Studietaak 2.4 Flashcards
begrijpt wat Wittgenstein bedoelt met zijn taalspele
Wittgenstein II: het gebruik van taal in een specifieke groep, met al haar bijzondere, specifieke betekenissen en alle activiteiten die dat gebruik omringen is een taalspel. Bij het spelen van dat taalspel gelden in elke groep specifieke regels en conventies, die bepalen hoe het dient te verlopen.
kunt uitleggen hoe deze taalspelen de communicatie tussen groepen verstoort
Door de verschillen in betekenis van woorden, wordt communicatie tussen groepen lastig. Dat geldt zowel voor communicatie tussen religie en wetenschap, als voor communicatie tussen verschillende groepen binnen de wetenschap zelf. Buiten het taalspel van de groep worden woorden en concepten betekenisloos, of krijgen ze zelfs een andere betekenis.

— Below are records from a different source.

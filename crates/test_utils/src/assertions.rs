//! Custom Test Assertions
//!
//! Assertion helpers for closing results that print the offending entries or
//! counts instead of a bare `assertion failed`.

use domain_closing::{GlEntry, UnitCounts};
use rust_decimal::Decimal;

/// Asserts that debits equal credits across a batch of entries
pub fn assert_entries_balance(entries: &[GlEntry]) {
    let debit: Decimal = entries.iter().map(|e| e.debit).sum();
    let credit: Decimal = entries.iter().map(|e| e.credit).sum();
    assert_eq!(
        debit, credit,
        "Entries do not balance: debit={}, credit={}, entries={:#?}",
        debit, credit, entries
    );
}

/// Asserts that no entry in the batch touches `account`
pub fn assert_no_entry_for(entries: &[GlEntry], account: &str) {
    let found: Vec<&GlEntry> = entries.iter().filter(|e| e.account == account).collect();
    assert!(
        found.is_empty(),
        "Expected no entries for account '{}', found {:#?}",
        account,
        found
    );
}

/// Returns the only entry for `account` carrying `cost_center`
///
/// # Panics
///
/// Panics unless exactly one entry matches
pub fn single_entry<'a>(entries: &'a [GlEntry], account: &str, cost_center: Option<&str>) -> &'a GlEntry {
    let matches: Vec<&GlEntry> = entries
        .iter()
        .filter(|e| e.account == account && e.dimensions.get("cost_center").map(String::as_str) == cost_center)
        .collect();
    assert_eq!(
        matches.len(),
        1,
        "Expected exactly one entry for account '{}' and cost center {:?}, found {:#?}",
        account,
        cost_center,
        matches
    );
    matches[0]
}

/// Asserts an entry's debit and credit
pub fn assert_entry_amounts(entry: &GlEntry, debit: Decimal, credit: Decimal) {
    assert_eq!(
        (entry.debit, entry.credit),
        (debit, credit),
        "Unexpected amounts on {} entry: debit={}, credit={}",
        entry.account,
        entry.debit,
        entry.credit
    );
}

/// Asserts unit counts as (queued, running, paused, completed)
pub fn assert_unit_counts(counts: &UnitCounts, expected: (u64, u64, u64, u64)) {
    let actual = (counts.queued, counts.running, counts.paused, counts.completed);
    assert_eq!(
        actual, expected,
        "Unit counts (queued, running, paused, completed) differ: actual={:?}, expected={:?}",
        actual, expected
    );
}

/// Asserts that two decimals differ by no more than `tolerance`
pub fn assert_decimal_approx_eq(actual: Decimal, expected: Decimal, tolerance: Decimal) {
    let diff = (actual - expected).abs();
    assert!(
        diff <= tolerance,
        "Decimals differ by more than tolerance: actual={}, expected={}, diff={}, tolerance={}",
        actual,
        expected,
        diff,
        tolerance
    );
}

#[cfg(test)]
mod tests {
    use super::*;
    use chrono::NaiveDate;
    use rust_decimal_macros::dec;

    fn entry(account: &str, debit: Decimal, credit: Decimal) -> GlEntry {
        GlEntry::new("Acme", NaiveDate::from_ymd_opt(2024, 1, 1).unwrap(), account, debit, credit)
    }

    #[test]
    fn test_balanced_entries_pass() {
        assert_entries_balance(&[entry("Sales", dec!(10), dec!(0)), entry("RE", dec!(0), dec!(10))]);
    }

    #[test]
    #[should_panic(expected = "Entries do not balance")]
    fn test_unbalanced_entries_fail() {
        assert_entries_balance(&[entry("Sales", dec!(10), dec!(0))]);
    }

    #[test]
    fn test_single_entry_by_cost_center() {
        let entries = vec![
            entry("Sales", dec!(1), dec!(0)).with_dimension("cost_center", "Main"),
            entry("Sales", dec!(2), dec!(0)),
        ];
        assert_eq!(single_entry(&entries, "Sales", None).debit, dec!(2));
        assert_eq!(single_entry(&entries, "Sales", Some("Main")).debit, dec!(1));
    }

    #[test]
    fn test_unit_counts_tuple() {
        let counts = UnitCounts {
            queued: 1,
            running: 2,
            paused: 3,
            completed: 4,
        };
        assert_unit_counts(&counts, (1, 2, 3, 4));
    }
}
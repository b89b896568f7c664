//! API configuration

use serde::Deserialize;

use core_kernel::Precision;
use domain_closing::{
    ClosingPolicy, DimensionSet, DispatchMode, EngineConfig, DEFAULT_BATCH_SIZE, DEFAULT_WORKER_COUNT,
};

/// API configuration
///
/// Every field can be set through a `CLOSING_`-prefixed environment
/// variable, e.g. `CLOSING_BATCH_SIZE=25` or `CLOSING_DIMENSIONS=region,channel`.
#[derive(Debug, Clone, Deserialize)]
#[serde(default)]
pub struct ApiConfig {
    /// Server host
    pub host: String,
    /// Server port
    pub port: u16,
    /// Database URL
    pub database_url: String,
    /// Log level
    pub log_level: String,
    /// Emit logs as JSON lines
    pub log_json: bool,
    /// Units of one run in flight at once
    pub batch_size: usize,
    /// Worker tasks consuming the job queue
    pub worker_count: usize,
    /// Deliveries of a unit before a transient failure is given up on
    pub max_deliveries: u32,
    /// Process units on the worker pool; when false they run inline
    pub background: bool,
    /// When false, runs are accepted but nothing is claimed
    pub scheduler_active: bool,
    /// Decimal places of posted amounts
    pub amount_precision: u32,
    /// Accounting dimensions beyond the standard ones
    pub dimensions: Vec<String>,
    /// Policy used when a create request names none
    pub default_policy: ClosingPolicy,
}

impl Default for ApiConfig {
    fn default() -> Self {
        Self {
            host: "0.0.0.0".to_string(),
            port: 8080,
            database_url: "postgres://localhost/closing".to_string(),
            log_level: "info".to_string(),
            log_json: false,
            batch_size: DEFAULT_BATCH_SIZE,
            worker_count: DEFAULT_WORKER_COUNT,
            max_deliveries: 3,
            background: true,
            scheduler_active: true,
            amount_precision: core_kernel::amount::DEFAULT_PRECISION,
            dimensions: Vec::new(),
            default_policy: ClosingPolicy::default(),
        }
    }
}

impl ApiConfig {
    /// Loads configuration from environment
    pub fn from_env() -> Result<Self, config::ConfigError> {
        config::Config::builder()
            .add_source(
                config::Environment::with_prefix("CLOSING")
                    .try_parsing(true)
                    .list_separator(",")
                    .with_list_parse_key("dimensions"),
            )
            .build()?
            .try_deserialize()
    }

    /// Returns the server address
    pub fn server_addr(&self) -> String {
        format!("{}:{}", self.host, self.port)
    }

    /// Builds the closing engine settings
    pub fn engine_config(&self) -> Result<EngineConfig, config::ConfigError> {
        if self.batch_size < 1 {
            return Err(config::ConfigError::Message(
                "batch_size must be at least 1".to_string(),
            ));
        }
        if self.worker_count < 1 {
            return Err(config::ConfigError::Message(
                "worker_count must be at least 1".to_string(),
            ));
        }
        let precision = Precision::new(self.amount_precision)
            .map_err(|e| config::ConfigError::Message(e.to_string()))?;
        let dimensions = DimensionSet::with_custom(self.dimensions.iter().map(String::as_str))
            .map_err(|e| config::ConfigError::Message(e.to_string()))?;

        Ok(EngineConfig {
            batch_size: self.batch_size,
            worker_count: self.worker_count,
            max_deliveries: self.max_deliveries,
            dispatch: if self.background {
                DispatchMode::Background
            } else {
                DispatchMode::Inline
            },
            scheduler_active: self.scheduler_active,
            precision,
            dimensions,
        })
    }
}

#[cfg(test)]
mod tests {
    use super::*;

    #[test]
    fn test_defaults() {
        let config = ApiConfig::default();
        assert_eq!(config.server_addr(), "0.0.0.0:8080");
        assert_eq!(config.default_policy, ClosingPolicy::Dual);

        let engine = config.engine_config().unwrap();
        assert_eq!(engine.batch_size, DEFAULT_BATCH_SIZE);
        assert_eq!(engine.dispatch, DispatchMode::Background);
        assert_eq!(engine.dimensions, DimensionSet::standard());
    }

    #[test]
    fn test_custom_dimensions_extend_standard_set() {
        let config = ApiConfig {
            dimensions: vec!["region".to_string()],
            background: false,
            ..ApiConfig::default()
        };
        let engine = config.engine_config().unwrap();
        assert_eq!(engine.dimensions.len(), 4);
        assert_eq!(engine.dispatch, DispatchMode::Inline);
    }

    #[test]
    fn test_invalid_precision_is_rejected() {
        let config = ApiConfig {
            amount_precision: 40,
            ..ApiConfig::default()
        };
        assert!(config.engine_config().is_err());
    }

    #[test]
    fn test_zero_batch_size_is_rejected() {
        let config = ApiConfig {
            batch_size: 0,
            ..ApiConfig::default()
        };
        assert!(config.engine_config().is_err());

        let config = ApiConfig {
            worker_count: 0,
            ..ApiConfig::default()
        };
        assert!(config.engine_config().is_err());
    }
}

inziet dat de toetsing van feitelijke uitspraken hierdoor bemoeilijkt wordt
Elke groep heeft zijn eigen taalspel en leeft in zijn eigen versie van de wereld. Daardoor wordt het zo goed als onmogelijk om feitelijke uitspraken te doen over dé wereld, terwijl feitelijke claims noodzakelijk zijn voor het verificatiecriterium/confirmatiecriterium (logisch positivisten) en voor het falsificatiecriterium (kritisch rationalisten). Relativisme: de waarheid van een uitspraak staat niet op zichzelf, is niet feitelijk, maar is afhankelijk van de persoon of groep die hem gebruikt. Conclusie Wittgenstein II: strikte demarcatie is onmogelijk, omdat de waarheid niet afhankelijk is van de relatie tussen uitspraken en de realiteit, maar van de relatie tussen onderlinge uitspraken die wetenschappers uiten tijdens het spelen van hun taalspel.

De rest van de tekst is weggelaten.